Bug Bites

Mosquitoes, horse flies, chiggers…I’ve had more bites on my legs and arms this year than I can remember from summer’s past. It’s disturbing when I don’t remember the bite before I sleep and wake up with swelling and itching. The first thought, “There’s been a spider in my bed and I didn’t see it!” Whether that is true or not, I’m repelled by what I don’t know, but imagine.

Yep…shivers down the spine.

Regular bug bites…we’ve all had them.

What truly bugs me and really bites is this change in our normal lives. Like most of the people living in this pandemic world I want my old life back! As mundane and boring as it was…I miss it.

I don’t want to wonder if the person I’m passing on the trail or in the grocery store is free from ‘the Corona.’ To not be critical if there’s not a mask on their face or it’s being worn the incorrect way…off the nose or worse…hanging below their chin. I don’t want to wonder if they are washing their hands and being safe and if the air I just breathed in is full of tiny droplets of disease that I can’t see.

I’d simply like to smile at them, wish them a wonderful day, but that’s not my normal or anyone else’s normal now.

For me this summer, gone has been the anticipation of planning a road trip, and spending weeks on the road. Experiencing new places and people doesn’t hold the excitement for me, as it did in the past, in the careful, crazy world we are living in.

Catching a plane to see my son in Brooklyn is not even a consideration for the summer or fall. I’d love to hug my son. However, I can’t risk even the tiniest chance that I’d carry that dang bug with me or pick it up along the way to wreck havoc on him.

What I am doing is setting up my classroom like life is normal. With the smallest of illusion that the spiking of cases won’t change the beginning of school. As if, like normal, I’ll introduce myself to all my students, shaking hands and hugging as I meet them.
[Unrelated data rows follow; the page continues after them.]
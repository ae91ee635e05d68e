//! Cooldown store (C7): per-stream suppression windows with a background sweeper.

use std::collections::HashMap;
use std::sync::Arc;
use std::time::Duration;

use dashmap::DashMap;
use parking_lot::Mutex;
use tracing::debug;

use crate::error::StoreError;
use crate::model::CooldownEntry;

/// How a [`InMemoryCooldownStore`]'s background sweeper is told to stop.
type ShutdownSignal = tokio::sync::watch::Sender<bool>;

/// Per-stream-scope suppression state, consulted by the match engine (C6)
/// before a profile is allowed to fire again.
pub trait CooldownStore: Send + Sync {
    fn add(&self, scope: &str, entry: CooldownEntry) -> Result<(), StoreError>;
    fn snapshot(&self, scope: &str) -> Result<Vec<CooldownEntry>, StoreError>;
    fn prune(&self, scope: &str, now: f64) -> Result<(), StoreError>;
    fn register_stream(&self, scope: &str);
    fn deregister_stream(&self, scope: &str);
}

/// `DashMap`-backed default. Each scope owns a `Mutex<Vec<CooldownEntry>>` so
/// reads and writes for independent radio systems never contend.
pub struct InMemoryCooldownStore {
    scopes: Arc<DashMap<String, Mutex<Vec<CooldownEntry>>>>,
    sweep_interval: Duration,
    shutdown: Mutex<HashMap<String, ShutdownSignal>>,
}

impl InMemoryCooldownStore {
    pub fn new(sweep_interval: Duration) -> Self {
        Self {
            scopes: Arc::new(DashMap::new()),
            sweep_interval,
            shutdown: Mutex::new(HashMap::new()),
        }
    }

    /// Current wall-clock time as fractional seconds since the Unix epoch.
    fn now_s() -> f64 {
        std::time::SystemTime::now()
            .duration_since(std::time::UNIX_EPOCH)
            .unwrap_or_default()
            .as_secs_f64()
    }
}

impl Default for InMemoryCooldownStore {
    fn default() -> Self {
        Self::new(Duration::from_secs(1))
    }
}

impl CooldownStore for InMemoryCooldownStore {
    fn add(&self, scope: &str, entry: CooldownEntry) -> Result<(), StoreError> {
        let bucket = self
            .scopes
            .entry(scope.to_string())
            .or_insert_with(|| Mutex::new(Vec::new()));
        bucket.lock().push(entry);
        Ok(())
    }

    fn snapshot(&self, scope: &str) -> Result<Vec<CooldownEntry>, StoreError> {
        Ok(self
            .scopes
            .get(scope)
            .map(|bucket| bucket.lock().clone())
            .unwrap_or_default())
    }

    fn prune(&self, scope: &str, now: f64) -> Result<(), StoreError> {
        if let Some(bucket) = self.scopes.get(scope) {
            bucket.lock().retain(|e| e.is_active(now));
        }
        Ok(())
    }

    fn register_stream(&self, scope: &str) {
        self.scopes
            .entry(scope.to_string())
            .or_insert_with(|| Mutex::new(Vec::new()));

        let (tx, mut rx) = tokio::sync::watch::channel(false);
        self.shutdown.lock().insert(scope.to_string(), tx);

        let scopes = Arc::clone(&self.scopes);
        let interval = self.sweep_interval;
        let scope = scope.to_string();

        tokio::spawn(async move {
            let mut ticker = tokio::time::interval(interval);
            loop {
                tokio::select! {
                    _ = ticker.tick() => {
                        if let Some(bucket) = scopes.get(&scope) {
                            let now = Self::now_s();
                            bucket.lock().retain(|e| e.is_active(now));
                        }
                    }
                    _ = rx.changed() => {
                        debug!(scope = %scope, "cooldown sweeper shutting down");
                        break;
                    }
                }
            }
        });
    }

    fn deregister_stream(&self, scope: &str) {
        if let Some(tx) = self.shutdown.lock().remove(scope) {
            let _ = tx.send(true);
        }
        self.scopes.remove(scope);
    }
}

#[cfg(test)]
mod tests {
    use super::*;

    #[test]
    fn add_and_snapshot_round_trips() {
        let store = InMemoryCooldownStore::default();
        store
            .add(
                "scope-a",
                CooldownEntry {
                    profile_id: "p1".to_string(),
                    last_detected: 100.0,
                    ignore_seconds: 300.0,
                },
            )
            .unwrap();

        let snap = store.snapshot("scope-a").unwrap();
        assert_eq!(snap.len(), 1);
        assert_eq!(snap[0].profile_id, "p1");
    }

    #[test]
    fn prune_removes_expired_entries() {
        let store = InMemoryCooldownStore::default();
        store
            .add(
                "scope-a",
                CooldownEntry {
                    profile_id: "p1".to_string(),
                    last_detected: 0.0,
                    ignore_seconds: 10.0,
                },
            )
            .unwrap();

        store.prune("scope-a", 20.0).unwrap();
        let snap = store.snapshot("scope-a").unwrap();
        assert!(snap.is_empty());
    }

    #[test]
    fn scopes_are_independent() {
        let store = InMemoryCooldownStore::default();
        store
            .add(
                "scope-a",
                CooldownEntry {
                    profile_id: "p1".to_string(),
                    last_detected: 0.0,
                    ignore_seconds: 300.0,
                },
            )
            .unwrap();

        let snap_b = store.snapshot("scope-b").unwrap();
        assert!(snap_b.is_empty());
    }
}
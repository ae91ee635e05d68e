//! Hi-low alternating tone classifier (C4, part 2).
//!
//! Unlike Quick-Call and long tones, hi-low detection works directly on the
//! raw per-frame dominant-frequency track rather than tolerant runs: a siren
//! warble alternates between two frequencies too fast for the run grouper to
//! treat either one as stable.

use crate::model::DetectedTone;
use crate::signal::DominantFrequencyTrack;

#[derive(Debug, Clone, Copy)]
pub struct HiLowConfig {
    pub bucket_gap_s: f64,
    pub min_points: usize,
}

impl Default for HiLowConfig {
    fn default() -> Self {
        Self {
            bucket_gap_s: 0.35,
            min_points: 6,
        }
    }
}

/// Bucket consecutive frames into groups separated by gaps > `bucket_gap_s`,
/// then emit a `HiLowTone` for any group with enough points that alternates
/// `D[i] == D[i+2]` throughout.
pub fn classify_hi_low_tones(track: &DominantFrequencyTrack, config: HiLowConfig) -> Vec<DetectedTone> {
    if track.is_empty() {
        return Vec::new();
    }

    let points: Vec<(f64, f64)> = (0..track.len())
        .map(|k| (track.frame_time(k), track.frequencies[k]))
        .collect();

    let mut groups: Vec<Vec<(f64, f64)>> = Vec::new();
    let mut current = vec![points[0]];
    let mut current_time = points[0].0;

    for &(t, f) in &points[1..] {
        if t - current_time <= config.bucket_gap_s {
            current.push((t, f));
            current_time = t;
        } else {
            groups.push(std::mem::take(&mut current));
            current = vec![(t, f)];
            current_time = t;
        }
    }
    groups.push(current);

    groups
        .into_iter()
        .filter(|g| g.len() >= config.min_points)
        .filter(|g| g[0].1 != g[1].1)
        .filter(|g| (0..g.len() - 2).all(|i| g[i].1 == g[i + 2].1))
        .map(|g| DetectedTone::HiLowTone {
            detected: (g[0].1, g[1].1),
            start_time_s: g[0].0,
            end_time_s: g.last().unwrap().0,
        })
        .collect()
}

#[cfg(test)]
mod tests {
    use super::*;

    fn track(frequencies: Vec<f64>) -> DominantFrequencyTrack {
        DominantFrequencyTrack {
            frequencies,
            hop: 2205,
            sample_rate: 22050,
            file_duration_s: frequencies_duration(&frequencies),
        }
    }

    fn frequencies_duration(f: &[f64]) -> f64 {
        f.len() as f64 * 0.1
    }

    #[test]
    fn emits_hi_low_for_alternating_pattern() {
        let freqs = vec![500.0, 700.0, 500.0, 700.0, 500.0, 700.0, 500.0];
        let t = track(freqs);
        let out = classify_hi_low_tones(&t, HiLowConfig::default());
        assert_eq!(out.len(), 1);
        match &out[0] {
            DetectedTone::HiLowTone {
                detected,
                start_time_s,
                end_time_s,
            } => {
                assert_eq!(*detected, (500.0, 700.0));
                assert_eq!(*start_time_s, 0.0);
                assert!(*end_time_s > *start_time_s);
            }
            _ => panic!("expected HiLowTone"),
        }
    }

    #[test]
    fn rejects_group_too_short() {
        let freqs = vec![500.0, 700.0, 500.0, 700.0];
        let t = track(freqs);
        let out = classify_hi_low_tones(&t, HiLowConfig::default());
        assert!(out.is_empty());
    }

    #[test]
    fn rejects_non_alternating_pattern() {
        let freqs = vec![500.0, 700.0, 500.0, 900.0, 500.0, 700.0];
        let t = track(freqs);
        let out = classify_hi_low_tones(&t, HiLowConfig::default());
        assert!(out.is_empty());
    }

    #[test]
    fn splits_groups_on_large_time_gap() {
        let mut track_frames = vec![500.0, 700.0, 500.0, 700.0, 500.0, 700.0];
        track_frames.extend(vec![0.0; 40]);
        track_frames.extend(vec![500.0, 700.0, 500.0, 700.0, 500.0, 700.0]);
        let t = track(track_frames);
        let out = classify_hi_low_tones(&t, HiLowConfig::default());
        assert_eq!(out.len(), 2);
    }
}
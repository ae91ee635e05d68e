use clap::{Parser, Subcommand};
use std::path::PathBuf;

pub mod cooldown_cmd;
pub mod process;
pub mod profiles;

pub use cooldown_cmd::run_cooldown;
pub use process::run_process;
pub use profiles::run_profiles;

#[derive(Parser)]
#[command(name = "icad-tone-core")]
#[command(author, version, about = "Paging-tone extraction and matching engine")]
#[command(long_about = "Detects Quick-Call II, long, hi-low, and DTMF paging tones in \
    recorded radio traffic, matches them against a configured tone-profile catalog, \
    and produces trimmed, normalized audio segments for non-suppressed matches.")]
pub struct Cli {
    #[command(subcommand)]
    pub command: Commands,

    /// Enable verbose output
    #[arg(short, long, global = true)]
    pub verbose: bool,

    /// Suppress non-essential output
    #[arg(short, long, global = true)]
    pub quiet: bool,
}

#[derive(Subcommand)]
pub enum Commands {
    /// Run the detection pipeline against a single audio file
    Process {
        /// Path to the audio file (mp3, wav, or m4a)
        #[arg(short, long)]
        file: PathBuf,

        /// Stream scope (e.g. the radio system's short name)
        #[arg(short, long)]
        scope: String,

        /// Talkgroup ID the call was recorded on
        #[arg(short, long, default_value = "0")]
        talkgroup: u64,

        /// Unix timestamp the call started at
        #[arg(long, default_value = "0")]
        start_time: i64,

        /// Call length in seconds
        #[arg(long, default_value = "0")]
        call_length: f64,

        /// Path to the TOML profile catalog
        #[arg(long)]
        catalog: PathBuf,

        /// Directory to write segmented artifacts to
        #[arg(short, long, default_value = ".")]
        output: PathBuf,
    },

    /// List the tone profiles configured for a stream scope
    Profiles {
        /// Path to the TOML profile catalog
        #[arg(long)]
        catalog: PathBuf,

        /// Stream scope to list profiles for
        #[arg(short, long)]
        scope: String,
    },

    /// Print the current cooldown snapshot for a stream scope
    Cooldown {
        /// Stream scope to inspect
        #[arg(short, long)]
        scope: String,
    },
}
In history, we’ve heard of the Black Plague and the Spanish Influenza that took millions of lives. Who would have thought we’d be sharing our modern life with the same concerns of what we think of as “the old’n days.”

If I hear one more person tell their idea that this is a conspiracy or that the flu kills more people than ‘this Corona,’ I will have to pray ever so hard to keep my mouth closed on their stupidity.

What I don’t think people understand is how hard it is to watch loved ones on a respirator. I’ve held the hands of two people that I loved more than life and watched them draw their last breath as the respirator was turned off. That moment is etched forever behind my eyelids and the grief of separating from that person stays until we meet in eternity. Time softens, but loss of that love is always there.

I’d like to doctor my life up like I would a bug bite. A little alcohol and itch relief cream and wait for the swelling and itching to go away. Anticipating healing in days.

I anticipate healing will happen. There may be a scar or a faint line left to remind us of a time in our lives where an incident occurred that caused us to stop and tend to our physical self.

A physical pain doesn’t stand alone. There’s an emotion tied to it. I can still recall stepping on a broken shred of glass barefooted and a white towel covered with blood. What I remember the most is the trip between our house and the emergency room. When my mom drove way over the speed limit and yelled directions to my brother to hold the towel tight. The tears as stitches were sewn in my foot and the care it took to hobble around the house. My foot healed, but the memory of that emotional time remains.

As an elementary math teacher, I’ve told my students that numbers without nouns don’t convey meaning, that numbers represent something. These numbers represent people. There are family members who are grieving and others celebrating.

Some may know how they contacted the disease and others it is an unknown mystery.

Yet, even as I think on the world where we are living. We’re blessed to be secure in our Heavenly Father’s comforting words.

I will be with you when you pass through the waters, and when you pass through the rivers, they will not overwhelm you. You will not be scorched when you walk through the fire, and the flame will not burn you. Isaiah 43:2 HCSB

There’s been blessings and slowing down of agendas and schedules Families getting together for games and actual dinners. Sharing laughter and finding their way to communicate without the competing of work and outside distractions. Those are the beautiful things.

Time off from work has been relatively stress free. Long days of relaxing and time to think. Time to take up new hobbies and watch hours of television. There’s been plenty of time to do home projects, even though I haven’t done much.

Yes, blessings even in the wake of all the scary around us.

I’m trying to convince myself that WAS a horse fly that bit me as I walked the trail and not an unknown spider in my bed. I’m preparing my classroom for sweet students who will be happy to return to the classroom and their friends. I know God knows our future. Until then, I’ll wait for the time when I can actually put my arms around Cameron and hug tight.

When the world becomes the normal place I want it to be and we all will remember the beautiful and sad moments of this time and a hundred years from now, people will simply remember ‘The Covid-19″ as we remember the Black Plague and the Spanish Flu.

And we’ll be once more normal for whatever normal is at the time.